In 1998, High led a research team that injected AAV combined with one of the human clotting factors into mice that had been genetically altered to have hemophilia. The procedure was successful as was one a year later when the disease was partially cured in dogs using AAV in combination with canine clotting factor. Independently, Kay had done the same experiments, and their reports appeared together in the same issue of Nature Medicine. The difference was that High injected muscle with the combination while Kay pumped it directly into veins leading to the liver. Both produced the desired 1 percent increase in clotting factor, and Kay’s procedure required less of the gene-vector combination. The liver procedure is riskier than injecting into the muscle, and this point became suddenly important when the two began a collaboration involving human subjects.
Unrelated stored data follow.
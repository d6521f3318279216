//! The document: root owner of the tree, the active parse, the script
//! queue, and the live collection registry.
//!
//! All reentrancy funnels through here. A script engine executing a task
//! receives `&mut Document` and may call back into `write`/`writeln`/
//! `open`/`close` and any mutation API on the same stack; the document keeps
//! the ordering guarantees straight (write-spliced input before the
//! original stream, document-order script execution with the
//! postponed-behind-pending-external exception).

use chrono::{DateTime, FixedOffset, Offset, Utc};
use encoding_rs::{Encoding, UTF_8};
use url::Url;

use crate::collections::{CollectionRegistry, LiveCollection, Predicate, Scope};
use crate::compat::CompatMode;
use crate::dom::{Attr, Dom, NodeId};
use crate::encoding::{decode, resolve_encoding};
use crate::parser::{parse_fragment, ParserState, PumpEvent};
use crate::script::{
    is_executable_script_type, ResourceFetcher, Scheduler, ScriptEngine, ScriptOrigin,
    ScriptTask, TaskState,
};
use crate::{selector, Error, Result};

#[derive(Debug, Clone, Copy, PartialEq, Eq)]
pub enum ReadyState {
    Loading,
    Complete,
}

impl ReadyState {
    pub fn as_dom_string(self) -> &'static str {
        match self {
            Self::Loading => "loading",
            Self::Complete => "complete",
        }
    }
}

/// Script failure surfaced to the error-reporting collaborator. Recorded on
/// the document; never aborts parsing.
#[derive(Debug, Clone, PartialEq, Eq)]
pub struct ReportedScriptError {
    pub node: NodeId,
    pub message: String,
}

#[derive(Debug, Clone, Copy, PartialEq, Eq)]
pub enum AdjacentPosition {
    BeforeBegin,
    AfterBegin,
    BeforeEnd,
    AfterEnd,
}

impl AdjacentPosition {
    pub fn parse(position: &str) -> Result<Self> {
        let lower = position.trim().to_ascii_lowercase();
        match lower.as_str() {
            "beforebegin" => Ok(Self::BeforeBegin),
            "afterbegin" => Ok(Self::AfterBegin),
            "beforeend" => Ok(Self::BeforeEnd),
            "afterend" => Ok(Self::AfterEnd),
            _ => Err(Error::Syntax(format!(
                "invalid insertAdjacent position: {position}"
            ))),
        }
    }
}

/// The parsed `<!DOCTYPE>` declaration. Identifiers the markup never wrote
/// stay `None`.
#[derive(Debug, Clone, PartialEq, Eq)]
pub struct Doctype {
    pub name: String,
    pub public_id: Option<String>,
    pub system_id: Option<String>,
}

/// Per-load parameters: document url, charset hints, and the header-derived
/// inputs feeding `lastModified`. The clock is injectable so runs are
/// deterministic.
#[derive(Debug, Clone)]
pub struct LoadOptions {
    pub url: Option<String>,
    pub transport_charset: Option<String>,
    pub default_charset: Option<String>,
    pub last_modified_header: Option<String>,
    pub date_header: Option<String>,
    pub time_zone: FixedOffset,
    pub now: Option<DateTime<FixedOffset>>,
}

impl Default for LoadOptions {
    fn default() -> Self {
        Self {
            url: None,
            transport_charset: None,
            default_charset: None,
            last_modified_header: None,
            date_header: None,
            time_zone: Utc.fix(),
            now: None,
        }
    }
}

impl LoadOptions {
    pub fn with_url(url: &str) -> Self {
        Self {
            url: Some(url.to_string()),
            ..Self::default()
        }
    }
}

#[derive(Debug)]
pub struct Document {
    dom: Dom,
    compat: Option<CompatMode>,
    url: Option<Url>,
    encoding: &'static Encoding,
    // Bumped by every `open()` reset; stale script tasks are no-ops.
    generation: u64,
    parser: Option<ParserState>,
    scheduler: Scheduler,
    collections: CollectionRegistry,
    ready_state: ReadyState,
    script_errors: Vec<ReportedScriptError>,
    last_modified: String,
    write_depth: usize,
    draining: bool,
    main_pump_active: bool,
}

impl Default for Document {
    fn default() -> Self {
        Self::new()
    }
}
In 1999, High and Kay obtained approval to inject three hemophilia patients with their gene-vector combination. The test was to study safety, not effect a cure, and it worked better than they dared hope. Not only was there no harm to the patients, but they showed signs of alleviating disease symptoms. One even bettered the benchmark 1 percent increase in clotting factor.

Bolstered by this success, new tests were planned, but, before they could start a second trial, the unthinkable happened. A young man died in an unrelated gene therapy trial at the University of Pennsylvania’s Institute for Human Gene Therapy. He died from a massive immune response after a gene-vector unit was injected into his liver. Although the gene produces liver enzymes and not clotting factor, the fact that it was injected directly into the liver, the same method used by Kay, caused the pair to immediately halt their work and review all their animal and human data. They were only too well aware of the fact that, while not directly involved, the entire gene therapy community was now under intense scrutiny.

Finally, High and Kay decided to continue with her technique of muscle injections while holding off on direct liver administration. Also, they have opted for a patient-consent form that fully explains all of the risks involved including possible death. So far, their trials have been modestly successful and will soon be complicated by a series of new guidelines being put in place by various federal agencies. In spite of these setbacks, pharmaceutical companies, including Germany’s giant Bayer Corp., are investing millions of dollars into the hemophilia trials. It is a bittersweet time for High and Kay who are just beginning to see their research go forward while under a public relations microscope.

“It’s a highly visible field,” said High in the Science article, “because of public, commercial and political interest. That creates a great deal of pressure.” Nonetheless, she is optimistic that there is tremendous potential for gene therapy across the entire field of medicine.

Clair Wood taught physics and chemistry for more than a decade at Eastern Maine Technical College in Bangor.